In recent years, cell culture has become an important tool not only in research laboratories, but also in diagnostic and biotechnological development laboratories. Mycoplasma contamination is present in up to 35% of cell cultures used in research and in cell therapies. This fact represents a significant problem since such contamination can cause disastrous effects on eukaryotic cells by altering their cellular parameters, which, in turn, can lead to unreliable experimental results. For this reason, it is mandatory to carry out continuous testing for the presence of Mycoplasma in cell culture and the development of appropriate methodologies for this purpose. An ideal detection methodology should be fast, sensitive, and reliable. In this study, we propose an alternative detection method based on real-time PCR in conjunction with a novel combination of primers and probes that have been improved to increase their efficiency. The new PCR method demonstrates 100% sensitivity and specificity results in the detection of common Mycoplasma species that contaminate cell cultures. Whilst 11 of 45 tested supernatants were positive for Mycoplasma (24.4%) using the new PCR method (corresponding to 5 of the 14 lines tested (35.71%)), only 10 of 45 supernatants showed positive results with the commercial Venor^®GeM qEP and Plasmotest^® kit. In addition, the new PCR method exhibits a high capacity to detect less-frequent Mycoplasma species, such as those related to the M. mycoides cluster. The use of an alternative Mycoplasma-detection method in cell culture labs can guarantee the detection of Mycoplasma contamination, especially in cases when dubious results are recorded.

1. Introduction

Animal cell cultures have become a basic, frequent, and fundamental tool not only in research laboratories, but also in diagnostic and biotechnological development laboratories [1]. In this sense, animal cell lines are used in in vitro models to investigate new therapeutic approaches against different diseases [2,3]. For this reason, it is essential that cell cultures are kept aseptic. Although different microorganisms (bacterial, fungi, yeast, or viruses) are capable of contaminating cell cultures [4], Mollicutes (or interchangeably Mycoplasma) are the fundamental cause of contamination. Despite the availability of sophisticated technology and specialisations used in manipulating cell cultures, biological contamination primarily due to Mycoplasma contamination remains a significant challenge.
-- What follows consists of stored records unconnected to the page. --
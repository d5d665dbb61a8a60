// 该文件是 Shanan （山南西风） 项目的一部分。
// src/draw/keypoints.rs - 关键点绘制
//
// 本文件根据 Apache 许可证第 2.0 版（以下简称“许可证”）授权使用；
// 除非遵守该许可证条款，否则您不得使用本文件。
// 您可通过以下网址获取许可证副本：
// http://www.apache.org/licenses/LICENSE-2.0
// 除非适用法律要求或书面同意，根据本许可协议分发的软件均按“原样”提供，
// 不附带任何形式的明示或暗示的保证或条件。
// 有关许可权限与限制的具体条款，请参阅本许可协议。
//
// Copyright (C) 2026 Johann Li <me@qinka.pro>, Wareless Group

use image::{Rgb, RgbImage};
use imageproc::drawing::{draw_filled_circle_mut, draw_text_mut};
use tracing::error;

use crate::{
  color::color_for,
  config::AnnotateConfig,
  draw::{Draw, clamp_span},
  error::AnnotateError,
  track::DecodedTracks,
};

const KEYPOINT_TEXT_COLOR: Rgb<u8> = Rgb([255, 255, 255]);

/// 单个关键点的绘制指令
#[derive(Debug, Clone, PartialEq, Eq)]
pub struct KeypointInstruction {
  pub center: (i32, i32),
  pub label: String,
  pub color: Rgb<u8>,
}

/// 为每个目标的最后一条轨迹生成关键点绘制指令，较早的轨迹不绘制。
/// 标签编号越界时整帧失败，不会输出错误的标签。
pub fn plan_keypoints(
  tracks: &DecodedTracks<'_>,
  object_ids: Option<&[i64]>,
  config: &AnnotateConfig,
) -> Result<Vec<KeypointInstruction>, AnnotateError> {
  let mut items = Vec::new();

  for object in 0..tracks.object_count() {
    let Some(track) = tracks.last_track(object) else {
      continue;
    };

    let identity = object_ids
      .and_then(|ids| ids.get(object))
      .copied()
      .unwrap_or(1);
    let color = color_for(identity.saturating_sub(1));

    for k in 0..track.len() {
      let label_id = track.label_id[k];
      let label = config.keypoint_label(label_id).ok_or_else(|| {
        error!(
          "关键点标签编号 {} 超出范围 (共 {} 个标签)",
          label_id,
          config.keypoint_labels().len()
        );
        AnnotateError::KeypointLabelOutOfRange {
          label_id,
          available: config.keypoint_labels().len(),
        }
      })?;

      items.push(KeypointInstruction {
        center: (track.x[k].round() as i32, track.y[k].round() as i32),
        label: label.to_string(),
        color,
      });
    }
  }

  Ok(items)
}

impl Draw {
  /// 在图像上绘制每个目标最新的关键点，返回同一图像
  pub fn render_keypoints<'i>(
    &self,
    image: &'i mut RgbImage,
    tracks: &DecodedTracks<'_>,
    object_ids: Option<&[i64]>,
    config: &AnnotateConfig,
  ) -> Result<&'i mut RgbImage, AnnotateError> {
    for item in plan_keypoints(tracks, object_ids, config)? {
      self.draw_keypoint(image, &item);
    }
    Ok(image)
  }

  /// 绘制实心圆点，并以该点为基线起点绘制白色标签
  pub fn draw_keypoint(&self, image: &mut RgbImage, item: &KeypointInstruction) {
    let (width, height) = image.dimensions();
    let (x, y) = item.center;
    let radius = self.keypoint_radius;
    let diameter = 2 * radius as u32;

    let cx = clamp_span(x.saturating_sub(radius), diameter, width) + radius;
    let cy = clamp_span(y.saturating_sub(radius), diameter, height) + radius;
    draw_filled_circle_mut(image, (cx, cy), radius, item.color);

    let scale = self.keypoint_label_scale;
    let (text_width, line_height) = self.measure_text(scale, &item.label);
    let text_x = clamp_span(x, text_width, width);
    let text_y = clamp_span(y.saturating_sub(self.ascent(scale)), line_height, height);
    draw_text_mut(
      image,
      KEYPOINT_TEXT_COLOR,
      text_x,
      text_y,
      scale,
      &self.font,
      &item.label,
    );
  }
}

#[cfg(test)]
mod tests {
  use super::*;
  use crate::{record::KeypointTracks, track};

  fn config() -> AnnotateConfig {
    AnnotateConfig::builder()
      .keypoint_labels_str("nose,l_eye,r_eye")
      .build()
      .unwrap()
  }

  fn two_tracks() -> KeypointTracks {
    KeypointTracks {
      track_count: Some(vec![2]),
      kpts_count: vec![2, 2],
      x: vec![5.0, 6.0, 40.4, 60.6],
      y: vec![5.0, 6.0, 30.5, 70.2],
      score: vec![0.9; 4],
      label_id: vec![0, 1, 1, 2],
    }
  }

  #[test]
  fn only_last_track_is_planned() {
    let source = two_tracks();
    let decoded = track::decode(1, &source).unwrap();
    let items = plan_keypoints(&decoded, Some([3].as_slice()), &config()).unwrap();

    assert_eq!(items.len(), 2);
    assert_eq!(items[0].center, (40, 31));
    assert_eq!(items[0].label, "l_eye");
    assert_eq!(items[1].center, (61, 70));
    assert_eq!(items[1].label, "r_eye");
    assert!(items.iter().all(|item| item.color == color_for(2)));
  }

  #[test]
  fn missing_identity_uses_first_palette_color() {
    let source = two_tracks();
    let decoded = track::decode(1, &source).unwrap();
    let items = plan_keypoints(&decoded, None, &config()).unwrap();
    assert!(items.iter().all(|item| item.color == color_for(0)));
  }

  #[test]
  fn out_of_range_label_fails_loudly() {
    let mut source = two_tracks();
    source.label_id[3] = 3;
    let decoded = track::decode(1, &source).unwrap();
    assert_eq!(
      plan_keypoints(&decoded, None, &config()).unwrap_err(),
      AnnotateError::KeypointLabelOutOfRange {
        label_id: 3,
        available: 3
      }
    );

    source.label_id[3] = -1;
    let decoded = track::decode(1, &source).unwrap();
    assert!(plan_keypoints(&decoded, None, &config()).is_err());
  }

  #[test]
  fn out_of_range_label_in_earlier_track_is_not_resolved() {
    let mut source = two_tracks();
    source.label_id[0] = 99;
    let decoded = track::decode(1, &source).unwrap();
    assert!(plan_keypoints(&decoded, None, &config()).is_ok());
  }

  #[test]
  fn earlier_track_is_not_drawn() {
    let source = two_tracks();
    let decoded = track::decode(1, &source).unwrap();
    let mut image = RgbImage::new(100, 100);
    Draw::default()
      .render_keypoints(&mut image, &decoded, Some([1].as_slice()), &config())
      .unwrap();

    let color = color_for(0);
    // 圆点位于标签起点的左下方，不与文字重叠
    assert_eq!(*image.get_pixel(39, 32), color);
    assert_eq!(*image.get_pixel(60, 71), color);
    // 第一条轨迹的位置保持不变
    assert_eq!(*image.get_pixel(5, 5), Rgb([0, 0, 0]));
    assert_eq!(*image.get_pixel(6, 6), Rgb([0, 0, 0]));
  }
}
// 该文件是 Shanan （山南西风） 项目的一部分。
// src/input/frame_manifest.rs - 帧清单输入
//
// 本文件根据 Apache 许可证第 2.0 版（以下简称“许可证”）授权使用；
// 除非遵守该许可证条款，否则您不得使用本文件。
// 您可通过以下网址获取许可证副本：
// http://www.apache.org/licenses/LICENSE-2.0
// 除非适用法律要求或书面同意，根据本许可协议分发的软件均按“原样”提供，
// 不附带任何形式的明示或暗示的保证或条件。
// 有关许可权限与限制的具体条款，请参阅本许可协议。
//
// Copyright (C) 2026 Johann Li <me@qinka.pro>, Wareless Group

//! 清单为 JSON Lines 文件，每行一帧：
//! `{"image": "frame-0001.jpg", "label": "person", "x": [..], ...}`。
//! 图像路径相对于清单所在目录。

use std::{
  fs::File,
  io::{BufRead, BufReader, Lines},
  path::{Path, PathBuf},
};

use image::ImageReader;
use serde::Deserialize;
use thiserror::Error;
use tracing::{debug, error};
use url::Url;

use crate::{FromUrl, FromUrlWithScheme, input::Frame, record::DetectionRecord};

#[derive(Error, Debug)]
pub enum FrameManifestInputError {
  #[error("URI 方案不匹配")]
  SchemeMismatch,
  #[error("I/O 错误: {0}")]
  IoError(#[from] std::io::Error),
  #[error("第 {line} 行解析错误: {source}")]
  ParseError {
    line: usize,
    source: serde_json::Error,
  },
  #[error("图像 `{}` 加载错误: {source}", .path.display())]
  ImageLoadError {
    path: PathBuf,
    source: image::ImageError,
  },
}

#[derive(Debug, Deserialize)]
struct FrameEntry {
  image: PathBuf,
  #[serde(flatten)]
  record: DetectionRecord,
}

pub struct FrameManifestInput {
  base: PathBuf,
  lines: Lines<BufReader<File>>,
  line: usize,
  index: usize,
}

impl FromUrlWithScheme for FrameManifestInput {
  const SCHEME: &'static str = "frames";
}

impl FromUrl for FrameManifestInput {
  type Error = FrameManifestInputError;

  fn from_url(url: &Url) -> Result<Self, Self::Error> {
    if url.scheme() != Self::SCHEME {
      error!(
        "URI 方案不匹配: 期望 '{}', 实际 '{}'",
        Self::SCHEME,
        url.scheme()
      );
      return Err(FrameManifestInputError::SchemeMismatch);
    }

    Self::open(url.path())
  }
}

impl FrameManifestInput {
  pub fn open(path: impl AsRef<Path>) -> Result<Self, FrameManifestInputError> {
    let path = path.as_ref();
    let file = File::open(path)?;
    let base = path
      .parent()
      .map(Path::to_path_buf)
      .unwrap_or_default();
    debug!("打开帧清单: {}", path.display());

    Ok(Self {
      base,
      lines: BufReader::new(file).lines(),
      line: 0,
      index: 0,
    })
  }

  fn read_frame(&self, line: &str) -> Result<Frame, FrameManifestInputError> {
    let entry: FrameEntry =
      serde_json::from_str(line).map_err(|source| FrameManifestInputError::ParseError {
        line: self.line,
        source,
      })?;

    let path = self.base.join(&entry.image);
    let image = ImageReader::open(&path)?
      .decode()
      .map_err(|source| FrameManifestInputError::ImageLoadError {
        path: path.clone(),
        source,
      })?;

    Ok(Frame {
      index: self.index,
      image: image.into_rgb8(),
      record: entry.record,
    })
  }
}

impl Iterator for FrameManifestInput {
  type Item = Result<Frame, FrameManifestInputError>;

  fn next(&mut self) -> Option<Self::Item> {
    loop {
      let line = match self.lines.next()? {
        Ok(line) => line,
        Err(e) => return Some(Err(e.into())),
      };
      self.line += 1;
      if line.trim().is_empty() {
        continue;
      }

      let frame = self.read_frame(&line);
      self.index += 1;
      return Some(frame);
    }
  }
}
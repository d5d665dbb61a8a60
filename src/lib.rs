// 该文件是 Shanan （山南西风） 项目的一部分。
// src/lib.rs - 库主文件
//
// 本文件根据 Apache 许可证第 2.0 版（以下简称“许可证”）授权使用；
// 除非遵守该许可证条款，否则您不得使用本文件。
// 您可通过以下网址获取许可证副本：
// http://www.apache.org/licenses/LICENSE-2.0
// 除非适用法律要求或书面同意，根据本许可协议分发的软件均按“原样”提供，
// 不附带任何形式的明示或暗示的保证或条件。
// 有关许可权限与限制的具体条款，请参阅本许可协议。
//
// Copyright (C) 2026 Johann Li <me@qinka.pro>, Wareless Group

pub mod annotate;
pub mod color;
pub mod config;
pub mod draw;
pub mod error;
pub mod input;
pub mod output;
pub mod record;
pub mod track;

pub use self::annotate::Annotator;
pub use self::config::{AnnotateConfig, AnnotateConfigBuilder};
pub use self::error::{AnnotateError, ConfigError, ShapeError};
pub use self::record::{DetectionRecord, KeypointTracks};

pub trait FromUrl {
  type Error;
  fn from_url(url: &url::Url) -> Result<Self, Self::Error>
  where
    Self: Sized;
}

pub trait FromUrlWithScheme: FromUrl {
  const SCHEME: &'static str;
}
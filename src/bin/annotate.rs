// 该文件是 Shanan （山南西风） 项目的一部分。
// src/bin/annotate.rs - 帧清单标注程序
//
// 本文件根据 Apache 许可证第 2.0 版（以下简称“许可证”）授权使用；
// 除非遵守该许可证条款，否则您不得使用本文件。
// 您可通过以下网址获取许可证副本：
// http://www.apache.org/licenses/LICENSE-2.0
// 除非适用法律要求或书面同意，根据本许可协议分发的软件均按“原样”提供，
// 不附带任何形式的明示或暗示的保证或条件。
// 有关许可权限与限制的具体条款，请参阅本许可协议。
//
// Copyright (C) 2026 Johann Li <me@qinka.pro>, Wareless Group

use std::path::PathBuf;

use anyhow::{Context, Result};
use clap::Parser;
use tracing::{error, info, warn};
use url::Url;

use shanan_annotate::{
  Annotator, FromUrl,
  config::AnnotateSettings,
  input::FrameManifestInput,
  output::SaveAnnotatedImageOutput,
};

/// 检测结果标注程序参数
#[derive(Parser, Debug)]
#[command(author, version, about, long_about = None)]
pub struct Args {
  /// 帧清单，例如 frames:///data/frames.jsonl
  #[arg(long, value_name = "SOURCE")]
  pub input: Url,
  /// 输出目录，例如 folder:///data/annotated
  #[arg(long, value_name = "OUTPUT")]
  pub output: Url,
  /// JSON 格式的初始化设置文件
  #[arg(long, value_name = "FILE")]
  pub settings: Option<PathBuf>,
  /// 覆盖设置中的目标标签分隔符
  #[arg(long, value_name = "SEPARATOR")]
  pub separator: Option<String>,
  /// 覆盖设置中的关键点标签（逗号分隔）
  #[arg(long, value_name = "LABELS")]
  pub kpts_labels: Option<String>,
}

fn main() -> Result<()> {
  tracing_subscriber::fmt::init();

  let args = Args::parse();

  info!("输入来源: {}", args.input);
  info!("输出路径: {}", args.output);

  let mut settings = match &args.settings {
    Some(path) => {
      let text = std::fs::read_to_string(path)
        .with_context(|| format!("无法读取设置文件 {}", path.display()))?;
      AnnotateSettings::from_json_str(&text)
        .with_context(|| format!("无法解析设置文件 {}", path.display()))?
    }
    None => AnnotateSettings::default(),
  };
  if let Some(separator) = args.separator {
    settings.object_label_separator = separator;
  }
  if let Some(kpts_labels) = args.kpts_labels {
    settings.kpts_labels = kpts_labels;
  }
  let settings = settings.validate()?;

  let annotator = Annotator::new(settings.config);
  let input = FrameManifestInput::from_url(&args.input)?;
  let output = SaveAnnotatedImageOutput::from_url(&args.output)?
    .with_encoding(settings.output_image_encoding);

  info!("开始标注...");
  let now = std::time::Instant::now();
  let (mut done, mut failed) = (0usize, 0usize);
  for frame in input {
    // 单帧失败只记录，不影响后续帧
    let mut frame = match frame {
      Ok(frame) => frame,
      Err(e) => {
        error!("读取帧失败: {}", e);
        failed += 1;
        continue;
      }
    };

    if let Err(e) = annotator.annotate(&mut frame.image, &frame.record) {
      error!("第 {} 帧标注失败: {}", frame.index, e);
      failed += 1;
      continue;
    }

    match output.save(frame.index, &frame.image) {
      Ok(_) => done += 1,
      Err(e) => {
        error!("第 {} 帧保存失败: {}", frame.index, e);
        failed += 1;
      }
    }
  }

  info!("标注完成，耗时: {:.2?}", now.elapsed());
  info!("成功帧数: {}", done);
  if failed > 0 {
    warn!("失败帧数: {}", failed);
  }

  Ok(())
}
Mycoplasma contamination of cell cultures was first described 50 years ago [5], and it is claimed that approximately 5–35% of current cell cultures are contaminated [6]. The Mycoplasma genus comprises microorganisms with distinctive characteristics, including high resistance to antibiotics [7], reduced metabolism, the lack of a rigid cell wall, a small size (0.3–0.8 μm), and high flexibility, so they are able to pass through common antibacterial filters (0.45 μm) [8]. These microorganisms grow slowly, even if they are in optimal conditions, and also have a long latency phase where they persist for a long time without being obvious. This is due to its limited biosynthetic capabilities and the obligatory dependence on eukaryotic cells. During this time, these microorganisms obtain nutrients both from the culture medium and from the metabolism of eukaryotic cells [7].

Mycoplasma contamination is a significant problem in animal cell lines. The impact of Mycoplasma on different cell types varies. Furthermore, the degree of cytopathogenesis also varies among different Mycoplasma species, something that, on occasion, goes unnoticed, which is the reason why respective contamination is not readily detected [8,9]. However, Mycoplasmas can extensively affect the host’s DNA, RNA, and protein metabolism, impact intracellular amino acid and available ATP levels, modify cellular surface antigens, and provoke the fragmentation of DNA and other significant chromosomal alterations [9]. This seriously impacts cell viability, gene expression, morphology, metabolism, and the growth rate of infected cells [10,11]. Consequently, scientific results based on contaminated cell cultures are unreliable and pose a significant obstacle for the pharmaceutical industry and its work on cell therapy [12,13].

The primary sources of Mycoplasma contamination are foetal bovine serum or other contaminated laboratory reagents, incorrect sample handling by laboratory personnel, and cross-contamination with other contaminated laboratory lines, for example, as a result of an exchange of cell lines between different laboratory and research groups. It is worth highlighting the importance of cell manipulation by laboratory personnel, which means that there is transfer of Mycoplasma through laboratory equipment, through culture media, sera, and reagents, in incubators, the contamination of liquid N₂ in tanks in which the contaminated cells are stored, and transmission via airborne particles and aerosols. In this way, M. orale, M. fermentans, and M. horminis account for half of all infections in cell cultures and are species found physiologically in the human oropharyngeal tract [9].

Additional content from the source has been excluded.